Das Gericht hat die Veröffentlichung von Fotos einer prominenten Turnierteilnehmerin untersagt, weil die Fotos nicht im Rahmen der Berichterstattung über das Sportereignis veröffentlicht wurden.

Dem liegt folgender Sachverhalt zugrunde: Eine Zeitschrift veröffentlichte nach dem Turnier mehrere Fotos. Auf vier dieser Fotos sieht man die 19 Jahre alte Klägerin neben ihrer Mutter auf einem Reitturnier in Rom. Das fünfte Bild zeigt die Klägerin neben ihrer Mutter und ihrer Großmutter vor etwa 17 Jahren bei einem Fußballturnier in Monte Carlo auf der Tribüne.

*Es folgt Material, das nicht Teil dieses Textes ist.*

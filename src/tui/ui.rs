use ratatui::{
    layout::{Constraint, Direction, Layout, Rect},
    style::{Color, Modifier, Style},
    widgets::{Block, Borders, Cell, Clear, Paragraph, Row, Table},
    Frame,
};
use crate::commands::{recurrence_label, status_label};
use crate::models::Task;
use crate::ranking::{progress_percentage, remaining_label};
use crate::urgency::compute_urgency;
use super::app::{App, InputMode};

const GAUGE_WIDTH: usize = 10;

pub fn ui(f: &mut Frame, app: &mut App) {
    let chunks = Layout::default()
        .direction(Direction::Vertical)
        .constraints([
            Constraint::Min(0),    // Table
            Constraint::Length(3)  // Help
        ].as_ref())
        .split(f.area());

    app.clamp_selection();
    let now = app.tracker.now();
    let rows: Vec<Row> = app
        .visible()
        .into_iter()
        .map(|t| task_row(t, compute_urgency(t, now)))
        .collect();

    let widths = [
        Constraint::Length(2),
        Constraint::Length(4),
        Constraint::Min(20),
        Constraint::Length(12),
        Constraint::Length(4),
        Constraint::Length(15),
        Constraint::Length(16),
        Constraint::Length(8),
        Constraint::Length(8),
        Constraint::Length(18),
    ];

    let title = format!(
        "Taskpulse - {}{}",
        now.format("%H:%M"),
        if app.show_completed { "" } else { " (hiding completed)" }
    );
    let table = Table::new(rows, widths)
        .header(Row::new(vec!["", "ID", "Title", "Category", "Pri", "Left", "Progress", "Score", "Status", "Repeats"])
            .style(Style::default().fg(Color::Cyan).add_modifier(Modifier::BOLD))
            .bottom_margin(1))
        .block(Block::default().borders(Borders::ALL).title(title))
        .row_highlight_style(Style::default().add_modifier(Modifier::BOLD).bg(Color::DarkGray))
        .highlight_symbol(">> ");

    f.render_stateful_widget(table, chunks[0], &mut app.state);

    let help_text = match app.input_mode {
        InputMode::Normal => match &app.message {
            Some(msg) => format!("{} | q: Quit | a: Add | s: Start | p: Pause | x: Stop | Space: Done | d: Del | c: Toggle Done", msg),
            None => "q: Quit | a: Add | s: Start | p: Pause | x: Stop | Space: Done | d: Del | c: Toggle Done".to_string(),
        },
        InputMode::Adding => "Enter: Next Step | Esc: Cancel".to_string(),
    };

    let help = Paragraph::new(help_text)
        .style(Style::default().fg(Color::Gray))
        .block(Block::default().borders(Borders::ALL));

    f.render_widget(help, chunks[1]);

    // Render Input Box if needed
    if app.input_mode == InputMode::Adding {
        let area = centered_rect(70, 3, f.area());
        f.render_widget(Clear, area); // Clear the area first

        let input = Paragraph::new(app.input_buffer.as_str())
            .style(Style::default().fg(Color::Yellow))
            .block(Block::default().borders(Borders::ALL).title(app.add_step.prompt()));

        f.render_widget(input, area);
    }
}

fn task_row(t: &Task, score: f64) -> Row<'static> {
    let expired = !t.completed && t.elapsed_time_seconds >= t.total_seconds();
    let style = if t.completed {
        Style::default().fg(Color::DarkGray)
    } else if t.is_running && expired {
        Style::default().fg(Color::Red)
    } else if t.is_running {
        Style::default().fg(Color::Green)
    } else if score > 150.0 {
        Style::default().fg(Color::Red)
    } else if score > 80.0 {
        Style::default().fg(Color::Yellow)
    } else {
        Style::default()
    };

    Row::new(vec![
        Cell::from(if t.is_running { "▶" } else { "" }),
        Cell::from(t.id.to_string()),
        Cell::from(t.title.clone()),
        Cell::from(t.category.to_string()),
        Cell::from(t.priority.to_string()),
        Cell::from(remaining_label(t)),
        Cell::from(gauge(progress_percentage(t))),
        Cell::from(format!("{:.1}", score)),
        Cell::from(status_label(t)),
        Cell::from(recurrence_label(t)),
    ]).style(style)
}

/// Text progress bar, e.g. `█████░░░░░ 50%`.
fn gauge(pct: f64) -> String {
    let filled = ((pct / 100.0) * GAUGE_WIDTH as f64).round() as usize;
    let filled = filled.min(GAUGE_WIDTH);
    format!("{}{} {:>3.0}%", "█".repeat(filled), "░".repeat(GAUGE_WIDTH - filled), pct)
}

fn centered_rect(percent_x: u16, height: u16, r: Rect) -> Rect {
    let popup_layout = Layout::default()
        .direction(Direction::Vertical)
        .constraints([
            Constraint::Length(r.height.saturating_sub(height) / 2),
            Constraint::Length(height),
            Constraint::Length(r.height.saturating_sub(height) / 2),
        ].as_ref())
        .split(r);

    Layout::default()
        .direction(Direction::Horizontal)
        .constraints([
            Constraint::Percentage((100 - percent_x) / 2),
            Constraint::Percentage(percent_x),
            Constraint::Percentage((100 - percent_x) / 2),
        ].as_ref())
        .split(popup_layout[1])[1]
}

#[cfg(test)]
mod tests {
    use super::*;

    #[test]
    fn gauge_fills_proportionally() {
        assert_eq!(gauge(0.0), "░░░░░░░░░░   0%");
        assert_eq!(gauge(50.0), "█████░░░░░  50%");
        assert_eq!(gauge(100.0), "██████████ 100%");
    }
}
use taskpulse::urgency::{compute_urgency, COMPLETED_SCORE};
use taskpulse::models::{NewTask, Task};
use taskpulse::store::TaskStore;
use chrono::{DateTime, Duration, Local, TimeZone};

fn now() -> DateTime<Local> {
    Local.with_ymd_and_hms(2024, 6, 3, 12, 0, 0).unwrap()
}

fn make(input: NewTask) -> Task {
    let mut store = TaskStore::new();
    let id = store.add(input).unwrap();
    store.get(id).unwrap().clone()
}

#[test]
fn test_priority_base() {
    let task = make(NewTask { priority: 2, duration_minutes: 30, ..NewTask::titled("Test") });
    assert_eq!(compute_urgency(&task, now()), 40.0);
}

#[test]
fn test_due_exactly_now() {
    let task = make(NewTask {
        priority: 5,
        duration_minutes: 30,
        should_do_at: Some(now()),
        ..NewTask::titled("Test")
    });
    assert_eq!(compute_urgency(&task, now()), 200.0);

    let short = make(NewTask {
        priority: 5,
        duration_minutes: 10,
        should_do_at: Some(now()),
        ..NewTask::titled("Test")
    });
    assert_eq!(compute_urgency(&short, now()), 215.0);
}

#[test]
fn test_overdue_decays_by_half_point_per_minute() {
    let task = make(NewTask {
        priority: 1,
        duration_minutes: 30,
        should_do_at: Some(now() - Duration::minutes(60)),
        ..NewTask::titled("Test")
    });
    // 20 + (100 - 60 / 2)
    assert_eq!(compute_urgency(&task, now()), 90.0);

    let ancient = make(NewTask {
        priority: 1,
        duration_minutes: 30,
        should_do_at: Some(now() - Duration::days(2)),
        ..NewTask::titled("Test")
    });
    assert_eq!(compute_urgency(&ancient, now()), 20.0);
}

#[test]
fn test_upcoming_decays_by_quarter_point_per_minute() {
    let task = make(NewTask {
        priority: 1,
        duration_minutes: 30,
        should_do_at: Some(now() + Duration::minutes(100)),
        ..NewTask::titled("Test")
    });
    // 20 + (50 - 100 / 4)
    assert_eq!(compute_urgency(&task, now()), 45.0);
}

#[test]
fn test_usually_do_at_is_symmetric() {
    let before = make(NewTask {
        priority: 1,
        duration_minutes: 30,
        usually_do_at: Some(now() - Duration::minutes(60)),
        ..NewTask::titled("Test")
    });
    let after = make(NewTask {
        priority: 1,
        duration_minutes: 30,
        usually_do_at: Some(now() + Duration::minutes(60)),
        ..NewTask::titled("Test")
    });
    // 20 + (30 - 60 / 6)
    assert_eq!(compute_urgency(&before, now()), 40.0);
    assert_eq!(compute_urgency(&after, now()), 40.0);
}

#[test]
fn test_completed_sentinel() {
    let mut task = make(NewTask {
        priority: 5,
        duration_minutes: 5,
        should_do_at: Some(now()),
        usually_do_at: Some(now()),
        ..NewTask::titled("Test")
    });
    task.completed = true;
    assert_eq!(compute_urgency(&task, now()), COMPLETED_SCORE);
}
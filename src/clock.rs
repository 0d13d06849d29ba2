use std::cell::Cell;

use chrono::{DateTime, Datelike, Duration, Local, NaiveDate};

/// Supplies the current instant to the tracker.
pub trait Clock {
    fn now(&self) -> DateTime<Local>;
}

/// Wall clock in the local time zone.
#[derive(Debug, Default, Clone, Copy)]
pub struct SystemClock;

impl Clock for SystemClock {
    fn now(&self) -> DateTime<Local> {
        Local::now()
    }
}

/// A clock that only moves when told to. Used by tests and simulations.
#[derive(Debug, Clone)]
pub struct ManualClock {
    now: Cell<DateTime<Local>>,
}

impl ManualClock {
    pub fn new(start: DateTime<Local>) -> Self {
        ManualClock { now: Cell::new(start) }
    }

    pub fn set(&self, now: DateTime<Local>) {
        self.now.set(now);
    }

    pub fn advance(&self, by: Duration) {
        self.now.set(self.now.get() + by);
    }
}

impl Clock for ManualClock {
    fn now(&self) -> DateTime<Local> {
        self.now.get()
    }
}

impl<C: Clock + ?Sized> Clock for &C {
    fn now(&self) -> DateTime<Local> {
        (**self).now()
    }
}

/// Local calendar day of an instant. Recurrence stamps and weekday checks both
/// go through this so they can never disagree at midnight.
pub fn local_day(now: DateTime<Local>) -> NaiveDate {
    now.date_naive()
}

/// Weekday index of a calendar day, 0 = Sunday .. 6 = Saturday.
pub fn weekday_index(day: NaiveDate) -> u8 {
    day.weekday().num_days_from_sunday() as u8
}

#[cfg(test)]
mod tests {
    use super::*;
    use chrono::TimeZone;

    #[test]
    fn weekday_index_starts_on_sunday() {
        // 2024-06-02 was a Sunday.
        let sunday = NaiveDate::from_ymd_opt(2024, 6, 2).unwrap();
        assert_eq!(weekday_index(sunday), 0);
        assert_eq!(weekday_index(sunday + Duration::days(1)), 1);
        assert_eq!(weekday_index(sunday + Duration::days(6)), 6);
    }

    #[test]
    fn manual_clock_advances() {
        let start = Local.with_ymd_and_hms(2024, 6, 3, 9, 0, 0).unwrap();
        let clock = ManualClock::new(start);
        clock.advance(Duration::seconds(61));
        assert_eq!(clock.now(), start + Duration::seconds(61));
        assert_eq!(local_day(clock.now()), start.date_naive());
    }
}
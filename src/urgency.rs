use chrono::{DateTime, Local};
use crate::models::Task;

/// Score given to completed tasks so they always sort last.
pub const COMPLETED_SCORE: f64 = -1000.0;

/// Tasks at or under this many minutes get the short-task bonus.
const SHORT_TASK_MINUTES: u32 = 10;
const SHORT_TASK_BONUS: f64 = 15.0;

/// Calculates the ranking score of a task at `now`.
///
/// The score is the sum of independent contributions:
/// - **Priority**: `priority * 20`.
/// - **Should-do-at**: up to 100 once the target instant has passed, decaying by
///   half a point per minute overdue; up to 50 before it, decaying by a quarter
///   point per minute still to go.
/// - **Usually-do-at**: up to 30, decaying by a sixth of a point per minute away
///   from the habitual time in either direction.
/// - **Short task**: +15 for tasks of ten minutes or less.
///
/// # Returns
/// - `-1000.0` if the task is completed.
/// - Otherwise the unclamped sum above (higher ranks first).
pub fn compute_urgency(task: &Task, now: DateTime<Local>) -> f64 {
    if task.completed {
        return COMPLETED_SCORE;
    }

    let mut score = f64::from(task.priority) * 20.0;

    if let Some(target) = task.should_do_at {
        let delta = minutes_between(now, target);
        score += if now >= target {
            (100.0 - delta / 2.0).max(0.0)
        } else {
            (50.0 - delta / 4.0).max(0.0)
        };
    }

    if let Some(habit) = task.usually_do_at {
        score += (30.0 - minutes_between(now, habit) / 6.0).max(0.0);
    }

    if task.duration_minutes <= SHORT_TASK_MINUTES {
        score += SHORT_TASK_BONUS;
    }

    score
}

/// Absolute distance between two instants in fractional minutes.
fn minutes_between(a: DateTime<Local>, b: DateTime<Local>) -> f64 {
    (a - b).num_milliseconds().abs() as f64 / 60_000.0
}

Das OLG Frankfurt geht in seiner Entscheidung (Urteil vom 22.02.2018, AZ.: 16 U 87/17) davon aus, dass die Klägerin nicht in die Veröffentlichung der Bilder eingewilligt habe, auch nicht stillschweigend. Die Reichweite einer stillschweigenden Einwilligung durch Teilnahme an einem internationalen Turnier, an dem Pressevertreter zugelassen sind, soll sich nach Ansicht des Gerichts nicht auf die Verbreitung von Bildnissen, die über das Turniergeschehen hinausgehen erstrecken. Geschildert wird im Zeitungsbericht dann auch über das Zusammentreffen der Klägerin mit ihrer Familie am „Rande des Geschehens“. Um eine Berichterstattung zu einem zeitgeschichtlichen Ereignis anzunehmen, soll der geschilderte Sachbezug zum Turnier ebenfalls nicht ausreichen. Die Ausnahme zur Einwilligung greife nicht, wenn sich der Turnierbezug im Artikel lediglich auf den Umstand beschränke, dass die Klägerin an dem Turnier teilgenommen habe und dadurch erst ein Anlass für die Berichterstattung geschaffen werden soll.